**What you will do**: Please copy the data shown below, word for word.

**Saved entries**:
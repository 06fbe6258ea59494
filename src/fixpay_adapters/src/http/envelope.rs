use serde::{Deserialize, Serialize};

/// Outcome class of a response: `fail` is the client's fault, `error` is
/// ours.
#[derive(Debug, Clone, Copy, PartialEq, Eq, Serialize, Deserialize)]
#[serde(rename_all = "lowercase")]
pub enum ApiStatus {
    Success,
    Fail,
    Error,
}

/// Uniform body wrapping every API response, success and failure alike.
#[derive(Debug, Serialize, Deserialize)]
pub struct ApiEnvelope<T = serde_json::Value> {
    pub status: ApiStatus,
    pub data: Option<T>,
    pub message: String,
    #[serde(default, skip_serializing_if = "Option::is_none")]
    pub details: Option<serde_json::Value>,
}

impl<T> ApiEnvelope<T> {
    pub fn success(message: impl Into<String>, data: T) -> Self {
        Self {
            status: ApiStatus::Success,
            data: Some(data),
            message: message.into(),
            details: None,
        }
    }
}

impl ApiEnvelope<serde_json::Value> {
    pub fn success_empty(message: impl Into<String>) -> Self {
        Self {
            status: ApiStatus::Success,
            data: None,
            message: message.into(),
            details: None,
        }
    }

    pub fn fail(message: impl Into<String>, details: Option<serde_json::Value>) -> Self {
        Self {
            status: ApiStatus::Fail,
            data: None,
            message: message.into(),
            details,
        }
    }

    pub fn error(message: impl Into<String>) -> Self {
        Self {
            status: ApiStatus::Error,
            data: None,
            message: message.into(),
            details: None,
        }
    }
}
use chrono::Utc;
use fixpay_core::{
    AccountStore, AccountStoreError, CredentialHasher, CredentialHasherError, Email, OtpCode,
    OtpPurpose, Password,
};

/// Error types for the reset password use case
#[derive(Debug, thiserror::Error)]
pub enum ResetPasswordError {
    /// Covers both an unknown account and a missing challenge, so the
    /// route leaks nothing about which it was.
    #[error("the otp is invalid or expired")]
    InvalidOrExpiredOtp,
    #[error("the otp is expired")]
    OtpExpired,
    #[error("the otp was issued for another purpose")]
    WrongOtpPurpose,
    #[error("the otp is invalid")]
    InvalidOtp,
    #[error("the new password must differ from the current one")]
    PasswordUnchanged,
    #[error("Hashing error: {0}")]
    HasherError(#[from] CredentialHasherError),
    #[error("Account store error: {0}")]
    AccountStoreError(AccountStoreError),
}

/// Reset password use case - consumes the reset OTP and swaps the password
/// hash in one atomic document write.
pub struct ResetPasswordUseCase<A, H>
where
    A: AccountStore,
    H: CredentialHasher,
{
    account_store: A,
    hasher: H,
}

impl<A, H> ResetPasswordUseCase<A, H>
where
    A: AccountStore,
    H: CredentialHasher,
{
    pub fn new(account_store: A, hasher: H) -> Self {
        Self {
            account_store,
            hasher,
        }
    }

    #[tracing::instrument(name = "ResetPasswordUseCase::execute", skip_all)]
    pub async fn execute(
        &self,
        email: Email,
        code: OtpCode,
        new_password: Password,
    ) -> Result<(), ResetPasswordError> {
        let mut account = match self.account_store.find_by_email(&email).await {
            Ok(account) => account,
            Err(AccountStoreError::AccountNotFound) => {
                return Err(ResetPasswordError::InvalidOrExpiredOtp)
            }
            Err(e) => return Err(ResetPasswordError::AccountStoreError(e)),
        };

        let Some(challenge) = account.reset_otp().cloned() else {
            return Err(ResetPasswordError::InvalidOrExpiredOtp);
        };

        if challenge.is_expired(Utc::now()) {
            return Err(ResetPasswordError::OtpExpired);
        }

        if challenge.purpose != OtpPurpose::ResetPassword {
            return Err(ResetPasswordError::WrongOtpPurpose);
        }

        if !self
            .hasher
            .verify(code.as_ref().clone(), &challenge.code_hash)
            .await?
        {
            return Err(ResetPasswordError::InvalidOtp);
        }

        // Identical passwords are rejected on purpose: the new plaintext is
        // checked against the stored hash before anything is written.
        if self
            .hasher
            .verify(new_password.as_ref().clone(), account.password_hash())
            .await?
        {
            return Err(ResetPasswordError::PasswordUnchanged);
        }

        let new_hash = self.hasher.hash(new_password.as_ref().clone()).await?;
        account.complete_password_reset(new_hash);

        self.account_store
            .update(&account)
            .await
            .map_err(ResetPasswordError::AccountStoreError)?;

        Ok(())
    }
}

**Answer section**:
repository 06fbe6258ea59494
filename src/fixpay_adapters/src/http/envelope.rs
use serde::{Deserialize, Serialize};

/// Outcome class of a response: `fail` is the client's fault, `error` is
/// ours.
#[derive(Debug, Clone, Copy, PartialEq, Eq, Serialize, Deserialize)]
#[serde(rename_all = "lowercase")]
pub enum ApiStatus {
    Success,
    Fail,
    Error,
}

/// Uniform body wrapping every API response, success and failure alike.
#[derive(Debug, Serialize, Deserialize)]
pub struct ApiEnvelope<T = serde_json::Value> {
    pub status: ApiStatus,
    pub data: Option<T>,
    pub message: String,
    #[serde(default, skip_serializing_if = "Option::is_none")]
    pub details: Option<serde_json::Value>,
}

impl<T> ApiEnvelope<T> {
    pub fn success(message: impl Into<String>, data: T) -> Self {
        Self {
            status: ApiStatus::Success,
            data: Some(data),
            message: message.into(),
            details: None,
        }
    }
}

impl ApiEnvelope<serde_json::Value> {
    pub fn success_empty(message: impl Into<String>) -> Self {
        Self {
            status: ApiStatus::Success,
            data: None,
            message: message.into(),
            details: None,
        }
    }

    pub fn fail(message: impl Into<String>, details: Option<serde_json::Value>) -> Self {
        Self {
            status: ApiStatus::Fail,
            data: None,
            message: message.into(),
            details,
        }
    }

    pub fn error(message: impl Into<String>) -> Self {
        Self {
            status: ApiStatus::Error,
            data: None,
            message: message.into(),
            details: None,
        }
    }
}
use chrono::Utc;
use fixpay_core::{
    AccountStore, AccountStoreError, CredentialHasher, CredentialHasherError, Email, OtpCode,
    OtpPurpose, Password,
};

/// Error types for the reset password use case
#[derive(Debug, thiserror::Error)]
pub enum ResetPasswordError {
    /// Covers both an unknown account and a missing challenge, so the
    /// route leaks nothing about which it was.
    #[error("the otp is invalid or expired")]
    InvalidOrExpiredOtp,
    #[error("the otp is expired")]
    OtpExpired,
    #[error("the otp was issued for another purpose")]
    WrongOtpPurpose,
    #[error("the otp is invalid")]
    InvalidOtp,
    #[error("the new password must differ from the current one")]
    PasswordUnchanged,
    #[error("Hashing error: {0}")]
    HasherError(#[from] CredentialHasherError),
    #[error("Account store error: {0}")]
    AccountStoreError(AccountStoreError),
}

/// Reset password use case - consumes the reset OTP and swaps the password
/// hash in one atomic document write.
pub struct ResetPasswordUseCase<A, H>
where
    A: AccountStore,
    H: CredentialHasher,
{
    account_store: A,
    hasher: H,
}

impl<A, H> ResetPasswordUseCase<A, H>
where
    A: AccountStore,
    H: CredentialHasher,
{
    pub fn new(account_store: A, hasher: H) -> Self {
        Self {
            account_store,
            hasher,
        }
    }

    #[tracing::instrument(name = "ResetPasswordUseCase::execute", skip_all)]
    pub async fn execute(
        &self,
        email: Email,
        code: OtpCode,
        new_password: Password,
    ) -> Result<(), ResetPasswordError> {
        let mut account = match self.account_store.find_by_email(&email).await {
            Ok(account) => account,
            Err(AccountStoreError::AccountNotFound) => {
                return Err(ResetPasswordError::InvalidOrExpiredOtp)
            }
            Err(e) => return Err(ResetPasswordError::AccountStoreError(e)),
        };

        let Some(challenge) = account.reset_otp().cloned() else {
            return Err(ResetPasswordError::InvalidOrExpiredOtp);
        };

        if challenge.is_expired(Utc::now()) {
            return Err(ResetPasswordError::OtpExpired);
        }

        if challenge.purpose != OtpPurpose::ResetPassword {
            return Err(ResetPasswordError::WrongOtpPurpose);
        }

        if !self
            .hasher
            .verify(code.as_ref().clone(), &challenge.code_hash)
            .await?
        {
            return Err(ResetPasswordError::InvalidOtp);
        }

        // Identical passwords are rejected on purpose: the new plaintext is
        // checked against the stored hash before anything is written.
        if self
            .hasher
            .verify(new_password.as_ref().clone(), account.password_hash())
            .await?
        {
            return Err(ResetPasswordError::PasswordUnchanged);
        }

        let new_hash = self.hasher.hash(new_password.as_ref().clone()).await?;
        account.complete_password_reset(new_hash);

        self.account_store
            .update(&account)
            .await
            .map_err(ResetPasswordError::AccountStoreError)?;

        Ok(())
    }
}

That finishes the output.